Other areas of concern include training and staffing. It is reckoned by NHS England that to train the next generation of ophthalmologists there is a need for 47,000 routine cataract operations for trainees to develop their skills and competences; there are now 37,000 fewer than five years ago due to outsourcing. On average NHS hospitals are undertaking 20% fewer operations than five years ago: some trusts 40% fewer. There is already a shortfall of ophthalmology consultants. As the private sector uses NHS ophthalmologists there is a reduction in the availability of staff to work in NHS hospitals.
[1] Rowland, D and Ryan, S Out of Sight – understanding the hidden impact of cataract outsourcing on NHS finances. (2024) Centre for Health and the Public Interest (CHPI)
These developments are having an impact on the financial viability of NHS Eye Departments and thus a reduction in cross-subsidies that provide for more complex eye conditions. Also, income from cataracts support emergency care and care for children.
According to CHPI there are over 100 ophthalmic consultants with shares or equipment in private clinics, and some consultants have generated millions of pounds in dividends. The system since NHS inception which allows private work was and is a fundamental flaw.
There is some evidence to suggest that high street optometrists are being offered financial incentives to refer patients to particular companies. The estimated value, according to the CHPI, to all high street optometrists is in the region of £17 -£21 million a year.

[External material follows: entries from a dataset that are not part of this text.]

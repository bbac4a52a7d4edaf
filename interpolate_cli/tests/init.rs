use interpolate_core::AnyEmptyResult;
use interpolate_core::InterpolateConfig;

mod common;

use common::interpolate_cmd;

#[test]
fn can_init() -> AnyEmptyResult {
	let tmp = tempfile::tempdir()?;

	interpolate_cmd()
		.arg("init")
		.arg("--path")
		.arg(tmp.path())
		.assert()
		.success()
		.stdout(predicates::str::contains("Created config file"));

	let config_path = tmp.path().join("interpolate.toml");
	let content = std::fs::read_to_string(&config_path)?;
	assert!(content.contains("[[replacements]]"));
	assert!(content.contains("[builtin]"));

	let config = InterpolateConfig::parse(&content)?;
	assert_eq!(config.output, std::path::PathBuf::from("dist"));
	assert!(config.replacer.replacements.is_empty());

	Ok(())
}

#[test]
fn init_does_not_overwrite() -> AnyEmptyResult {
	let tmp = tempfile::tempdir()?;
	let existing = tmp.path().join(".interpolate.toml");
	std::fs::write(&existing, "output = \"public\"\n")?;

	interpolate_cmd()
		.arg("init")
		.arg("--path")
		.arg(tmp.path())
		.assert()
		.success()
		.stdout(predicates::str::contains("already exists"));

	assert_eq!(std::fs::read_to_string(&existing)?, "output = \"public\"\n");
	assert!(!tmp.path().join("interpolate.toml").exists());

	Ok(())
}

#[test]
fn missing_subcommand_fails() {
	interpolate_cmd()
		.assert()
		.code(1)
		.stderr(predicates::str::contains("No subcommand specified"));
}
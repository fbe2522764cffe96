//! Report formatting and printing utilities.
//!
//! Failures are displayed in cargo-style format. Separate from the engine so
//! vox can be used as a library.

use std::io::{self, Write};

use colored::Colorize;
use unicode_width::UnicodeWidthStr;

use super::commands::{
    CheckSummary, CommandResult, CommandSummary, Failure, InitSummary, TranslateOutput,
    TranslateSummary,
};

/// Success mark for consistent output formatting.
pub const SUCCESS_MARK: &str = "\u{2713}"; // ✓

/// Failure mark for consistent output formatting.
pub const FAILURE_MARK: &str = "\u{2718}"; // ✘

/// Print failures to a custom writer.
pub fn report_to<W: Write>(failures: &[Failure], writer: &mut W) {
    let max_line_width = calculate_max_line_width(failures);

    for failure in failures {
        print_failure(failure, writer, max_line_width);
    }
}

pub fn print(result: &CommandResult) {
    match &result.summary {
        CommandSummary::Translate(summary) => print_translate(summary, &result.failures),
        CommandSummary::Check(summary) => {
            print_check_to(summary, &result.failures, &mut io::stdout().lock())
        }
        CommandSummary::Init(summary) => print_init(summary, &result.failures),
    }
}

// ============================================================
// Per-command output
// ============================================================

fn print_translate(summary: &TranslateSummary, failures: &[Failure]) {
    if !failures.is_empty() {
        report_to(failures, &mut io::stderr().lock());
        return;
    }

    match &summary.output {
        Some(TranslateOutput::Stdout(text)) => {
            let mut stdout = io::stdout().lock();
            let _ = stdout.write_all(text.as_bytes());
            let _ = stdout.flush();
        }
        Some(TranslateOutput::File(path)) => {
            println!(
                "{} {}",
                SUCCESS_MARK.green(),
                format!(
                    "Translated {} -> {}",
                    summary.input.display(),
                    path.display()
                )
                .green()
            );
        }
        None => {}
    }
}

/// Print the check report and its closing summary to a custom writer.
pub fn print_check_to<W: Write>(summary: &CheckSummary, failures: &[Failure], writer: &mut W) {
    let checked = summary.files_checked;
    let files = if checked == 1 { "file" } else { "files" };

    if failures.is_empty() {
        let _ = writeln!(
            writer,
            "{} {}",
            SUCCESS_MARK.green(),
            format!("Checked {} {} - no errors found", checked, files).green()
        );
        return;
    }

    report_to(failures, writer);
    let _ = writeln!(
        writer,
        "{} {} failed ({} {} checked)",
        FAILURE_MARK.red(),
        failures.len(),
        checked,
        files
    );
}

fn print_init(summary: &InitSummary, failures: &[Failure]) {
    if !failures.is_empty() {
        report_to(failures, &mut io::stderr().lock());
        return;
    }
    if summary.created {
        println!(
            "{} {}",
            SUCCESS_MARK.green(),
            format!("Created {}", summary.path.display()).green()
        );
    }
}

// ============================================================
// Internal Functions
// ============================================================

fn print_failure<W: Write>(failure: &Failure, writer: &mut W, max_line_width: usize) {
    let _ = writeln!(
        writer,
        "{}: {}",
        format!("error[{}]", failure.kind).bold().red(),
        failure.message
    );

    let Some(loc) = &failure.location else {
        let _ = writeln!(writer, "  {} {}", "-->".blue(), failure.path);
        let _ = writeln!(writer);
        return;
    };

    // Print clickable location: --> path:line:col
    let _ = writeln!(
        writer,
        "  {} {}:{}:{}",
        "-->".blue(),
        failure.path,
        loc.line,
        loc.col
    );

    let _ = writeln!(
        writer,
        "{:>width$} {}",
        "",
        "|".blue(),
        width = max_line_width
    );
    let _ = writeln!(
        writer,
        "{:>width$} {} {}",
        loc.line.to_string().blue(),
        "|".blue(),
        loc.source_line,
        width = max_line_width
    );

    // Caret pointing to the column (col is 1-based)
    let prefix: String = loc.source_line.chars().take(loc.col.saturating_sub(1)).collect();
    let caret_padding = UnicodeWidthStr::width(prefix.as_str());
    let _ = writeln!(
        writer,
        "{:>width$} {} {:>padding$}{}",
        "",
        "|".blue(),
        "",
        "^".red(),
        width = max_line_width,
        padding = caret_padding
    );

    let _ = writeln!(writer); // Empty line between failures
}

fn calculate_max_line_width(failures: &[Failure]) -> usize {
    failures
        .iter()
        .filter_map(|f| f.location.as_ref().map(|loc| loc.line))
        .max()
        .map(|n| n.to_string().len())
        .unwrap_or(1)
}
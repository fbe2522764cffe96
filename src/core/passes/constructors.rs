//! Pass 3: constructors.
//!
//! - `Nombre_nuevo(` → `Nombre.new(`, with `ConstructorName` rules overriding
//!   the type name (`secuencia_color_nuevo(` → `ColorSequence.new(`).
//! - `instancia_nueva(` → `Instance.new(`.
//!
//! Arity is validated before anything is rewritten, against both the Vox and
//! the target spelling of each bounded constructor.

use regex::Regex;

use super::arity::ArityRule;
use super::{Pass, PassId, Targets, compile, rewrite};
use crate::core::error::{RuleError, SemanticError};
use crate::core::rules::{RuleCategory, RuleTable};

const INSTANCE_FACTORY: &str = "instancia_nueva";
const INSTANCE_NEW: &str = "Instance.new(";

#[derive(Debug, Clone)]
pub struct ConstructorPass {
    overrides: Targets,
    arity: Vec<ArityRule>,
    suffixed: Regex,
    instance: Regex,
}

impl ConstructorPass {
    pub fn new(rules: &RuleTable) -> Result<Self, RuleError> {
        let category = RuleCategory::ConstructorName;
        let arity = rules
            .rules(category)
            .iter()
            .filter_map(|rule| rule.max_arity.map(|max| (rule, max)))
            .map(|(rule, max)| {
                let pattern = format!(
                    r"\b(?:{}_nuevo|{}\.new)\s*\(",
                    regex::escape(&rule.source),
                    regex::escape(&rule.target)
                );
                Ok(ArityRule {
                    call: compile(category, &pattern)?,
                    max,
                })
            })
            .collect::<Result<Vec<_>, RuleError>>()?;

        Ok(Self {
            overrides: Targets::new(rules, category),
            arity,
            suffixed: compile(category, r"\b(\w+)_nuevo\s*\(")?,
            instance: compile(category, &format!(r"\b{INSTANCE_FACTORY}\s*\("))?,
        })
    }
}

impl Pass for ConstructorPass {
    fn id(&self) -> PassId {
        PassId::Constructors
    }

    fn apply(&self, code: &str) -> Result<String, SemanticError> {
        for rule in &self.arity {
            rule.check(code)?;
        }

        let code = rewrite(&self.suffixed, code, |caps, _| {
            let name = &caps[1];
            let type_name = self.overrides.get(name).unwrap_or(name);
            Some(format!("{type_name}.new("))
        });
        Ok(self.instance.replace_all(&code, INSTANCE_NEW).into_owned())
    }
}
use std::process::ExitCode;

use clap::Parser;
use tracing_subscriber::EnvFilter;
use vox::cli::{Arguments, ExitStatus};

/// Environment variable overriding the log filter (`VOX_LOG=vox=trace`).
const LOG_ENV: &str = "VOX_LOG";

fn main() -> ExitCode {
    let args = match Arguments::try_parse() {
        Ok(args) => args,
        Err(err) => {
            let _ = err.print();
            let status = if err.use_stderr() {
                ExitStatus::Usage
            } else {
                ExitStatus::Success
            };
            return status.into();
        }
    };

    init_tracing(args.verbose());

    match vox::cli::run_cli(args) {
        Ok(status) => status.into(),
        Err(err) => {
            eprintln!("Error: {:#}", err);
            ExitStatus::Error.into()
        }
    }
}

fn init_tracing(verbose: bool) {
    let default_level = if verbose { "debug" } else { "warn" };
    let filter =
        EnvFilter::try_from_env(LOG_ENV).unwrap_or_else(|_| EnvFilter::new(default_level));

    tracing_subscriber::fmt()
        .with_env_filter(filter)
        .with_writer(std::io::stderr)
        .with_target(false)
        .init();
}
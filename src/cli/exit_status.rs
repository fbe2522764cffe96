use std::process::ExitCode;

/// Exit status for CLI commands.
///
/// - `Success` (0): every document translated
/// - `Usage` (1): bad invocation (missing input, config already exists, ...)
/// - `Translation` (2): a line failed to translate
/// - `Error` (3): unexpected failure (I/O, invalid config, ...)
/// - `ForbiddenWord` (4): a document contained a deny-listed identifier
#[derive(Copy, Clone, Debug, PartialEq, Eq)]
pub enum ExitStatus {
    Success,
    Usage,
    Translation,
    Error,
    ForbiddenWord,
}

impl ExitStatus {
    pub fn code(self) -> u8 {
        match self {
            ExitStatus::Success => 0,
            ExitStatus::Usage => 1,
            ExitStatus::Translation => 2,
            ExitStatus::Error => 3,
            ExitStatus::ForbiddenWord => 4,
        }
    }

    /// The more severe of two statuses; severity follows the exit code.
    pub fn max(self, other: ExitStatus) -> ExitStatus {
        if other.code() > self.code() {
            other
        } else {
            self
        }
    }
}

impl From<ExitStatus> for ExitCode {
    fn from(status: ExitStatus) -> Self {
        ExitCode::from(status.code())
    }
}
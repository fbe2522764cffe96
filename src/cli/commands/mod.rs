pub mod check;
mod command_result;
pub mod helper;
pub mod init;
pub mod scan;
pub mod translate;

pub use command_result::*;
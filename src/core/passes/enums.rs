//! Pass 5: enumerated constants.
//!
//! Three independent rewrites, in order:
//!
//! 1. `familia.Miembro` → `Enum.Family.Member`, only for pairs registered as
//!    `EnumMember` rules. The member is matched case-insensitively, so
//!    `estilo_suavizado.quad` still becomes `Enum.EasingStyle.Quad`; an
//!    unregistered member (`fuente.Size` on a local named `fuente`) is kept.
//! 2. Bare `EnumConstant` names: `neon` → `Enum.Material.Neon`.
//! 3. `rojo_brillante` → `BrickColor.new("Bright rojo")`.

use regex::{Captures, Regex};

use super::{Pass, PassId, Targets, category_matcher, compile, is_member_access, rewrite};
use crate::core::error::{RuleError, SemanticError};
use crate::core::rules::{RuleCategory, RuleTable};

#[derive(Debug, Clone)]
pub struct EnumPass {
    families: Targets,
    /// Keyed by `familia.miembro`.
    members: Targets,
    constants: Targets,
    family_matcher: Option<Regex>,
    constant_matcher: Option<Regex>,
    bright: Regex,
}

impl EnumPass {
    pub fn new(rules: &RuleTable) -> Result<Self, RuleError> {
        Ok(Self {
            families: Targets::new(rules, RuleCategory::EnumFamily),
            members: Targets::new(rules, RuleCategory::EnumMember),
            constants: Targets::new(rules, RuleCategory::EnumConstant),
            family_matcher: category_matcher(
                rules,
                RuleCategory::EnumFamily,
                r"\b({})\.([\p{L}_][\p{L}\p{N}_]*)\b",
            )?,
            constant_matcher: category_matcher(rules, RuleCategory::EnumConstant, r"\b({})\b")?,
            bright: compile(RuleCategory::EnumConstant, r"\b(\w+)_brillante\b")?,
        })
    }

    fn qualify(&self, caps: &Captures<'_>, before: &str) -> Option<String> {
        if is_member_access(before) {
            return None;
        }
        let family = self.families.get(&caps[1])?;
        let member = self.members.get(&format!("{}.{}", &caps[1], &caps[2]))?;
        Some(format!("{family}.{member}"))
    }
}

impl Pass for EnumPass {
    fn id(&self) -> PassId {
        PassId::Enums
    }

    fn apply(&self, code: &str) -> Result<String, SemanticError> {
        let mut code = code.to_string();

        if let Some(matcher) = &self.family_matcher {
            code = rewrite(matcher, &code, |caps, before| self.qualify(caps, before));
        }

        if let Some(matcher) = &self.constant_matcher {
            code = rewrite(matcher, &code, |caps, before| {
                if is_member_access(before) {
                    return None;
                }
                self.constants.get(&caps[1]).map(str::to_string)
            });
        }

        Ok(self
            .bright
            .replace_all(&code, r#"BrickColor.new("Bright $1")"#)
            .into_owned())
    }
}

Profits leaking out of NHS funded eye care 2023/2024 (CHPI)
| NHS INTEGRATED CARE BOARD | TOTAL SPEND ON 5 EYE CARE COMPANIES £ | ESTIMATED AMOUNT OF ICB REVENUE GOING TOWARDS PROFIT £ | ESTIMATED AMOUNT OF ICB REVENUE GOING TOWARDS INTEREST ON HIGH-COST LOANS |
| Leicester, Leicestershire and Rutland | 8,493,922 | 2,733,202 | 1,203,096 |
| Northampton-shire | 5,642,928 | 1,675,669 | 871,464 |
| Nottingham | 8,654,752 | 2,667,234 | 1,776,045 |
| Derby and Derbyshire | 11,500,572 | 3,557,917 | 881,494 |
| Lincolnshire | 9,537,268 | 3,393,042 | 549,398 |
It is worth noting that the aggregate financial position of all 42 ICB’s in 2023/24 was a deficit of £109 million. Of course there are more cuts to come recently announced, though there are no budget cuts to clinical services, ICB’s are facing a mandatory 50% reduction to their running and programme costs for the 2025/26 financial year.
If profits leaked were plugged, these parts of the NHS would move from deficit to a surplus of £60 million. The government is introducing a cap on profits in the children’s care sector of 8.8%. If such a cap was implemented in the NHS it would have saved £122milion on outsourced eyecare services alone in 2023/24 and aggregate finances of the NHS ICB’s would have moved from overall deficit to an overall surplus of £12.5million (CHPI).
Apart from the view that private healthcare is morally wrong even Wes Streeting a champion of outsourcing and the private sector should surely see the economics and the counterproductive effects on the system.